**Work required**
When a line in the entries contains the word "values", copy that line in full.

**Source information**
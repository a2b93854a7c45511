//! K-way merge driver.

use std::error::Error;
use std::fmt;
use std::io;
use std::io::prelude::*;

use crate::codec::RecordCodec;
use crate::reader::RecordReader;

/// Merge error.
#[derive(Debug)]
pub enum MergeError {
    /// Read failure on a run.
    Run(io::Error),
    /// Write failure on the output stream.
    Output(io::Error),
}

impl Error for MergeError {
    fn source(&self) -> Option<&(dyn Error + 'static)> {
        Some(match self {
            MergeError::Run(err) => err,
            MergeError::Output(err) => err,
        })
    }
}

impl fmt::Display for MergeError {
    fn fmt(&self, f: &mut fmt::Formatter<'_>) -> fmt::Result {
        match self {
            MergeError::Run(err) => write!(f, "run read failed: {}", err),
            MergeError::Output(err) => write!(f, "output write failed: {}", err),
        }
    }
}

/// Merges the sorted runs of one sort into a single sorted output.
///
/// The run readers live in an arena that is never reordered; the driver
/// scans a separate dense list of active arena indices and retires an
/// exhausted run by removing its index only. Selection compares the
/// current record of every active run and, among runs whose records
/// compare equal, picks the last-indexed active run (see
/// [`RecordCodec::min_index`]). The scan is O(k) per emitted record,
/// deliberately simple rather than heap-based.
pub struct MergeDriver<R> {
    codec: RecordCodec,
    runs: Vec<RecordReader<R>>,
    active: Vec<usize>,
}

impl<R: Read> MergeDriver<R> {
    /// Creates a driver over pre-loaded run readers. A reader exhausted
    /// at open (an empty run) contributes no active entry.
    pub fn new(codec: RecordCodec, runs: Vec<RecordReader<R>>) -> Self {
        let active = runs
            .iter()
            .enumerate()
            .filter(|(_, run)| run.current().is_some())
            .map(|(index, _)| index)
            .collect();

        MergeDriver { codec, runs, active }
    }

    /// Emits every record of every run to `output` in ascending key
    /// order. Returns the number of records written.
    pub fn merge<W: Write>(mut self, output: &mut W) -> Result<u64, MergeError> {
        let mut emitted = 0;

        while let Some(position) = self.select() {
            let index = self.active[position];
            let run = &mut self.runs[index];

            if let Some(record) = run.current() {
                output.write_all(record).map_err(MergeError::Output)?;
                emitted += 1;
            }

            run.advance().map_err(MergeError::Run)?;
            if run.current().is_none() {
                // Order-preserving removal keeps the remaining index
                // space dense and the selection order stable.
                self.active.remove(position);
            }
        }

        return Ok(emitted);
    }

    /// Position within the active list of the run to emit from next.
    fn select(&self) -> Option<usize> {
        let heads = self.active.iter().filter_map(|&index| self.runs[index].current());
        self.codec.min_index(heads)
    }
}
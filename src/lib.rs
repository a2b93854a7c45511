//! `binsort` is an external merge sort for fixed-width binary integer records.
//!
//! The input is a raw concatenation of fixed-width big-endian integers with no
//! delimiters, headers or padding, possibly far larger than available memory.
//! Sorting happens in two passes. During the first pass records stream into a
//! memory-bounded chunk buffer which is sorted in place and spilled to a run
//! file whenever it fills; during the second pass all runs are combined by a
//! k-way merge, emitting records in global ascending order using the same raw
//! byte layout. For more information see
//! [External Sorting](https://en.wikipedia.org/wiki/External_sorting).
//!
//! # Overview
//!
//! * **Fixed widths:**
//!   records are 1, 2, 4 or 8 bytes wide; a trailing tail shorter than one
//!   record is dropped, at the end of the input and of every run alike.
//! * **Signed or unsigned:**
//!   records compare as big-endian two's-complement or big-endian unsigned
//!   integers, selected once for the whole sort.
//! * **Bounded memory:**
//!   only one chunk buffer is ever resident; runs live in a scoped temporary
//!   directory that is removed on every exit path, fatal errors included.
//! * **Single-chunk fast path:**
//!   input that fits in one chunk is merged to the output straight from
//!   memory and never touches disk.
//!
//! # Example
//!
//! ```no_run
//! use std::fs;
//! use std::io;
//!
//! use binsort::{ExternalSorterBuilder, Signedness};
//!
//! fn main() {
//!     let input = io::BufReader::new(fs::File::open("values.bin").unwrap());
//!     let mut output = io::BufWriter::new(fs::File::create("values.bin.sorted").unwrap());
//!
//!     let sorter = ExternalSorterBuilder::new()
//!         .with_record_width(4)
//!         .with_signedness(Signedness::Unsigned)
//!         .with_chunk_capacity(8 * 1024 * 1024)
//!         .build()
//!         .unwrap();
//!
//!     sorter.sort(input, &mut output).unwrap();
//! }
//! ```

pub mod buffer;
pub mod codec;
pub mod merger;
pub mod reader;
pub mod sort;
pub mod spill;

pub use buffer::ChunkBuffer;
pub use codec::{RecordCodec, RecordWidth, Signedness};
pub use merger::{MergeDriver, MergeError};
pub use reader::RecordReader;
pub use sort::{ExternalSorter, ExternalSorterBuilder, SortError};
pub use spill::RunStore;
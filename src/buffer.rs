//! Chunk buffer and in-memory sort.

use crate::codec::{RecordCodec, RecordWidth};

/// Fixed-capacity byte arena holding a whole number of records.
///
/// The buffer owns the records of one chunk between fill and spill. Bytes
/// used are always a multiple of the record width and records occupy the
/// slots `[0, len)` with no gaps.
pub struct ChunkBuffer {
    codec: RecordCodec,
    capacity: usize,
    data: Vec<u8>,
}

impl ChunkBuffer {
    /// Creates a buffer of `capacity` bytes. The sorter validates that the
    /// capacity is a positive multiple of the record width before any
    /// buffer exists.
    pub fn new(codec: RecordCodec, capacity: usize) -> Self {
        debug_assert!(capacity > 0 && capacity % codec.width().bytes() == 0);

        ChunkBuffer {
            codec,
            capacity,
            data: Vec::with_capacity(capacity),
        }
    }

    /// Copies one record into the next free slot. The caller checks
    /// [`is_full`](ChunkBuffer::is_full) before appending; the buffer
    /// never silently truncates a record.
    pub fn append(&mut self, record: &[u8]) {
        debug_assert_eq!(record.len(), self.codec.width().bytes());
        debug_assert!(self.data.len() + record.len() <= self.capacity);

        self.data.extend_from_slice(record);
    }

    /// Number of complete records currently held.
    pub fn len(&self) -> usize {
        self.data.len() / self.codec.width().bytes()
    }

    pub fn is_empty(&self) -> bool {
        self.data.is_empty()
    }

    /// Checks if the buffer reached its capacity.
    pub fn is_full(&self) -> bool {
        self.data.len() >= self.capacity
    }

    /// Returns the record at slot `index`.
    pub fn record(&self, index: usize) -> &[u8] {
        let width = self.codec.width().bytes();
        let start = index * width;
        &self.data[start..start + width]
    }

    /// Iterates over the occupied record slots in order.
    pub fn records(&self) -> impl Iterator<Item = &[u8]> {
        self.data.chunks_exact(self.codec.width().bytes())
    }

    /// Occupied bytes: all records concatenated, no delimiters.
    pub fn as_bytes(&self) -> &[u8] {
        &self.data
    }

    /// Sorts the records in place by ascending codec key.
    ///
    /// Records are swapped whole, never copied out to a side buffer.
    /// Unstable: equal records are byte-identical, so their relative
    /// order is unobservable.
    pub fn sort(&mut self) {
        match self.codec.width() {
            RecordWidth::W1 => Self::sort_slots::<1>(&mut self.data, &self.codec),
            RecordWidth::W2 => Self::sort_slots::<2>(&mut self.data, &self.codec),
            RecordWidth::W4 => Self::sort_slots::<4>(&mut self.data, &self.codec),
            RecordWidth::W8 => Self::sort_slots::<8>(&mut self.data, &self.codec),
        }
    }

    fn sort_slots<const W: usize>(data: &mut [u8], codec: &RecordCodec) {
        let (records, rest) = data.as_chunks_mut::<W>();
        debug_assert!(rest.is_empty());
        records.sort_unstable_by(|a, b| codec.compare(a, b));
    }

    /// Index of the smallest record; equal records resolve to the last of
    /// the equal group (see [`RecordCodec::min_index`]).
    pub fn minimum(&self) -> Option<usize> {
        self.codec.min_index(self.records())
    }

    /// Logically empties the buffer for the next chunk, keeping the
    /// allocation.
    pub fn reset(&mut self) {
        self.data.clear();
    }
}
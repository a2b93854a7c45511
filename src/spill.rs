//! Spilling sorted chunks to run files.

use std::fs;
use std::io;
use std::io::prelude::*;
use std::path::{Path, PathBuf};

use log;
use tempfile;

use crate::buffer::ChunkBuffer;

/// Creates and owns the run files of one sort.
///
/// Runs live in a scoped temporary directory created inside the configured
/// parent. Dropping the store removes the directory and every run in it,
/// on success and on every error path alike.
pub struct RunStore {
    dir: tempfile::TempDir,
    next_id: usize,
}

impl RunStore {
    /// Creates the scoped run directory.
    ///
    /// # Arguments
    /// * `parent` - Directory to hold the run directory. If the parameter
    ///   is [`None`] the default OS temporary directory will be used.
    pub fn new(parent: Option<&Path>) -> io::Result<Self> {
        let dir = match parent {
            Some(path) => tempfile::Builder::new().prefix("binsort-").tempdir_in(path),
            None => tempfile::Builder::new().prefix("binsort-").tempdir(),
        }?;

        log::info!("using {} as a temporary directory", dir.path().display());

        Ok(RunStore { dir, next_id: 0 })
    }

    /// Persists a sorted buffer as a new run file and resets the buffer
    /// for the next chunk.
    ///
    /// Run names are a fixed prefix plus a counter that increases
    /// monotonically over the life of the store, so every run of one sort
    /// is unique. Returns the run's path; the caller owns the collection
    /// of spilled runs.
    pub fn spill(&mut self, buffer: &mut ChunkBuffer) -> io::Result<PathBuf> {
        let path = self.dir.path().join(format!("run.{}", self.next_id));
        self.next_id += 1;

        let mut writer = io::BufWriter::new(fs::File::create(&path)?);
        writer.write_all(buffer.as_bytes())?;
        writer.flush()?;

        log::debug!("spilled {} ({} records)", path.display(), buffer.len());

        buffer.reset();
        return Ok(path);
    }
}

**Answer below**
//!     let input = io::BufReader::new(fs::File::open("values.bin").unwrap());
//!     let mut output = io::BufWriter::new(fs::File::create("values.bin.sorted").unwrap());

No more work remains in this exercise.